Reflections on ashes and dust: themes from Ash Wednesday & Lent

Ash Wednesday is the starting point of Lent. We are marked with ashes as we begin the season. We go from feasting to a season of fasting, praying, and giving.

Or perhaps we can think of Lent as a season of personal training, of discipline and preparation, to return to spiritual fitness. It’s a time when, through confession, we admit and wrestle with our issues, vulnerabilities and weaknesses … and get to know ourselves better. We seek healing and balance.
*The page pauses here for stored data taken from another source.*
use std::fs::{self, File};
use std::io::{BufWriter, Write};
use std::path::Path;

use aa_core::error::CoreError;
use aa_core::frame::Frame;

/// Write a frame as plain text, one line per row with a trailing newline.
///
/// Missing parent directories are created.
///
/// # Errors
/// `OutputWrite` if the directory or file cannot be created or written.
pub fn write_frame(path: &Path, frame: &Frame) -> Result<(), CoreError> {
    let target = path.display().to_string();
    if let Some(parent) = path.parent().filter(|p| !p.as_os_str().is_empty()) {
        fs::create_dir_all(parent).map_err(|e| CoreError::output(&target, e))?;
    }
    let file = File::create(path).map_err(|e| CoreError::output(&target, e))?;
    let mut writer = BufWriter::new(file);
    for line in &frame.lines {
        writeln!(writer, "{line}").map_err(|e| CoreError::output(&target, e))?;
    }
    writer.flush().map_err(|e| CoreError::output(&target, e))?;
    log::info!("Art ASCII enregistré dans '{target}'");
    Ok(())
}

#[cfg(test)]
mod tests {
    use super::*;

    #[test]
    fn writes_lines_and_creates_directory() {
        let dir = tempfile::tempdir().unwrap();
        let path = dir.path().join("output").join("art.txt");
        let frame = Frame::from_lines(vec![" .o".into(), "@o.".into()]);

        write_frame(&path, &frame).unwrap();
        assert_eq!(fs::read_to_string(&path).unwrap(), " .o\n@o.\n");
    }

    #[test]
    fn unwritable_target_is_output_error() {
        let dir = tempfile::tempdir().unwrap();
        let err = write_frame(dir.path(), &Frame::default()).unwrap_err();
        assert!(matches!(err, CoreError::OutputWrite { .. }));
    }
}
This is also an opportunity to understand that we are beloved for whom we are: messy and imperfect and broken. Just as we are beloved for whom we may become. Because the gift of this season, ultimately, is grace. We can prepare, we can focus … yet we cannot earn the boundless love toward which we are reaching. It is simply offered to us, regardless of how perfect or imperfect we are. Just because.
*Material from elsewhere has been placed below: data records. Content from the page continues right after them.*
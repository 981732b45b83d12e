/// Offline coverage-table builder for asciiart.
///
/// Rasterizes every printable ASCII glyph of a font at a large size and
/// records how much of it is ink.

use std::ops::RangeInclusive;
use std::path::Path;

use aa_core::coverage::{CoverageEntry, CoverageTable};
use aa_core::error::CoreError;
use ab_glyph::{Font, FontVec, PxScale};

/// Em size of the rasterization, in pixels.
pub const PIXEL_HEIGHT: u32 = 1024;

/// Average advance width of a monospace glyph relative to its em size.
pub const WIDTH_RATIO: f64 = 0.442;

/// Density of a glyph covering the whole nominal cell.
pub const DENSITY_SCALE: u64 = 10_000;

/// A sub-pixel counts as ink when its 8-bit coverage exceeds this.
pub const INK_THRESHOLD: u8 = 0;

/// Printable ASCII.
pub const CODEPOINTS: RangeInclusive<u32> = 32..=126;

/// Normalization area: `PIXEL_HEIGHT * WIDTH_RATIO * PIXEL_HEIGHT`.
#[must_use]
pub fn divisor() -> u64 {
    (f64::from(PIXEL_HEIGHT) * WIDTH_RATIO * f64::from(PIXEL_HEIGHT)) as u64
}

/// Density for `filled` ink sub-pixels.
///
/// # Example
/// ```
/// use aa_charcov::{density, divisor, DENSITY_SCALE};
/// assert_eq!(density(0), 0);
/// assert_eq!(u64::from(density(divisor())), DENSITY_SCALE);
/// ```
#[must_use]
pub fn density(filled: u64) -> u32 {
    (filled * DENSITY_SCALE / divisor()) as u32
}

/// Read and parse a font file.
///
/// # Errors
/// `FontLoad` if the file cannot be read or is not a font.
pub fn load_font(path: &Path) -> Result<FontVec, CoreError> {
    let data = std::fs::read(path).map_err(|e| CoreError::FontLoad {
        path: path.to_path_buf(),
        reason: e.to_string(),
    })?;
    FontVec::try_from_vec(data).map_err(|e| CoreError::FontLoad {
        path: path.to_path_buf(),
        reason: e.to_string(),
    })
}

/// Count the ink sub-pixels of `ch` rasterized with its em at
/// `PIXEL_HEIGHT` pixels.
///
/// `None` when the font has no glyph for `ch`; `Some(0)` for glyphs
/// without outline, such as the space.
pub fn filled_pixels<F: Font>(font: &F, ch: char) -> Option<u64> {
    let id = font.glyph_id(ch);
    if id.0 == 0 {
        return None;
    }
    let units_per_em = font.units_per_em().unwrap_or(1000.0);
    let scale = PxScale::from(PIXEL_HEIGHT as f32 * font.height_unscaled() / units_per_em);

    let Some(outline) = font.outline_glyph(id.with_scale(scale)) else {
        return Some(0);
    };
    let mut filled = 0u64;
    outline.draw(|_, _, coverage| {
        if (coverage * 255.0) as u8 > INK_THRESHOLD {
            filled += 1;
        }
    });
    Some(filled)
}

/// Measure every printable ASCII glyph and sort the results densest first.
///
/// Glyphs the font lacks are skipped.
pub fn build_table<F: Font>(font: &F) -> CoverageTable {
    let mut entries = Vec::with_capacity(CODEPOINTS.count());
    for glyph in CODEPOINTS.filter_map(char::from_u32) {
        match filled_pixels(font, glyph) {
            Some(filled) => entries.push(CoverageEntry {
                glyph,
                density: density(filled),
            }),
            None => log::warn!("Glyphe absent de la police : {glyph:?}"),
        }
    }
    CoverageTable::from_unsorted(entries)
}

/// Load `font_path`, measure it and write the table to `output`.
///
/// # Errors
/// `FontLoad` if the font cannot be opened, `OutputWrite` if the table
/// cannot be written.
pub fn build_table_file(font_path: &Path, output: &Path) -> Result<CoverageTable, CoreError> {
    let font = load_font(font_path)?;
    let table = build_table(&font);
    log::info!(
        "{} glyphes mesurés dans {}",
        table.len(),
        font_path.display()
    );
    table.save(output)?;
    Ok(table)
}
Ashes symbolize mortality, as well as humility and contrition. The proudest members of society, in many faith traditions, don sackcloth and wear ashes as signs of humility, to express sorrow, or to demonstrate a desire for reconciliation and forgiveness. Ashes represent, like “dust to dust”, our elemental origins and remind us that our bodies will return to the earth. Within our faith, we also believe that while our bodies are formed from organic materials, our living selves are filled up with and energized by Breath, Wind, or Holy Spirit, which animates life and connects all of us.

Traditionally, people receive ashes today, Ash Wednesday, as a smudge or cross on the forehead. We come to this season in a messy way, wearing our imperfection on our faces. Messy, sad, sorry, tired, angry, grateful, hopeful, happy, curious … we enter into this time of preparation, on the journey toward Easter.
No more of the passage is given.